Ketika dia menurunkan perisai yang dia angkat sebentar, prajurit itu sudah tidak ada lagi.
‘Berikutnya!’
Asha menunggu korban berikutnya berlari ke arahnya, tetapi ketika dia melihat semua orang di sekitarnya fokus pada pertarungannya masing-masing, dia rela bergerak untuk mencari sendiri persembahan itu.
Prajurit Igram yang hendak mengayunkan tongkatnya ke arah prajurit Pervaz roboh, dan ketiga prajurit yang berpegangan pada salah satu prajurit Pervaz dipenggal tanpa menyadarinya.
Puluhan nyawa melayang di bawah pedang Asha yang menari tanpa kenal lelah.
“Brengsek! Panggil penjaga belakang!”
Seseorang yang sepertinya adalah pemimpin pasukan penyerang Igram terdengar berteriak dari kejauhan.
‘Pelindung belakang?’
Asha merasakan kepalanya yang panas menjadi dingin dengan cepat.
Berdasarkan pesan dari puncak menara, tidak ada pasukan tambahan yang terlihat di belakang kekuatan penyerang yang mereka hadapi saat ini.
Tapi jenderal itu dengan jelas telah memerintahkan barisan belakang dipanggil.
Tatapan Asha dengan cepat mengamati sekeliling.
Kemudian, Hector yang berdiri di belakangnya berteriak.
“Itu Gunung Cruze, Tuhan!”
Di sebelah kanan Dataran Kiker tempat mereka bertempur, Gunung Cruze yang terjal terbentang panjang.
Dan di kaki gunung, samar-samar terlihat bendera merah.
‘Apakah mereka sudah gila dan mengira bisa menyeberangi Gunung Cruze?’
Mereka tidak menyangka akan diserang dari arah itu karena jalur pegunungan Gunung Cruze sempit dan berbahaya. Jika tertangkap, mereka akan menjadi tikus yang terjebak.
‘Apakah mereka bodoh, atau mereka sedang berjudi?’
Namun yang penting sekarang adalah rencana gila mereka berhasil. Kalau terus begini, mereka akan menyerang bagian belakang pasukan Pervaz.
‘Kita akan dirugikan jika kita dihadang dari depan dan belakang!’
Jarak mereka sudah cukup jauh dari Kastil Pervaz, jadi mereka tidak bisa mengandalkan bantuan para pemanah.
Mereka harus menghentikan mereka entah bagaimana dengan tentara yang mereka miliki.
“Decker! Jangan biarkan bajingan itu sampai ke sini. Ambil Hector, Danilo, dan seratus prajurit!”
“Kamu gila?

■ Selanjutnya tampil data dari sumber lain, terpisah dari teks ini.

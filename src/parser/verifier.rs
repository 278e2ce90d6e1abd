use crate::grammar::{Grammar, Symbol};
use super::CompileWarningType::UndefinedNonterminal;
use super::lexer::Token;
use super::resolver::is_nonterminal_token;
use super::{CompileWarning, CompileWarnings, Production};

fn get_production_undefined_symbols(production: &Production, grammar: &Grammar) -> CompileWarnings {
    // Filter out everything but nonterminals and unwrap the text from the
    // nonterminals, `<>` being a terminal. Then keep the ones that never got
    // a rule.
    production.alternatives.iter()
        .flatten()
        .filter_map(|token| match token {
            Token::Nonterminal(name) if is_nonterminal_token(name) => Some(name),
            _ => None
        })
        .filter(|name| !grammar.nonterminals().contains(&Symbol::Nonterminal(name.to_string())))
        .map(|name| CompileWarning {
            location: production.location.to_owned(),
            error: UndefinedNonterminal(name.to_owned())
        })
        .collect()
}

// Nonterminals that are referenced but never defined stay terminals in the
// grammar, which is allowed but most likely a typo
pub(super) fn verify_rules(productions: &[Production], grammar: &Grammar) -> CompileWarnings {
    productions.iter()
        .flat_map(|production| get_production_undefined_symbols(production, grammar))
        .collect()
}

Jika kita melakukan itu, tempat ini akan runtuh juga! Hanya ada sekitar 500 tentara yang tersisa di pihak kita!”
“Jadi kamu ingin kami dikelilingi oleh para bajingan itu? Saat itulah semuanya benar-benar berakhir! Sekarang adalah kesempatannya sementara para bajingan itu belum semuanya turun dari Gunung Cruze! Jika kita melewatkan kesempatan ini…!”
Saat Asha dan Decker berdebat sengit secara berturut-turut, Hector, yang menjaga sisi Gunung Cruze, mengeluarkan suara ‘uh, uh’ dan berteriak.
“Ini bala bantuan, Tuhan! Itu bala bantuan!”
“Apa?”
Asha dan Decker bertanya bersamaan, seolah berteriak.
Bala bantuan.
‘Tentunya, maksudmu 300 orang yang tersisa untuk menjaga kastil sudah keluar?’
Itu tidak mungkin.
300 orang itu harus menjaga gerbang kastil tetap terkunci dan dijaga sampai akhir.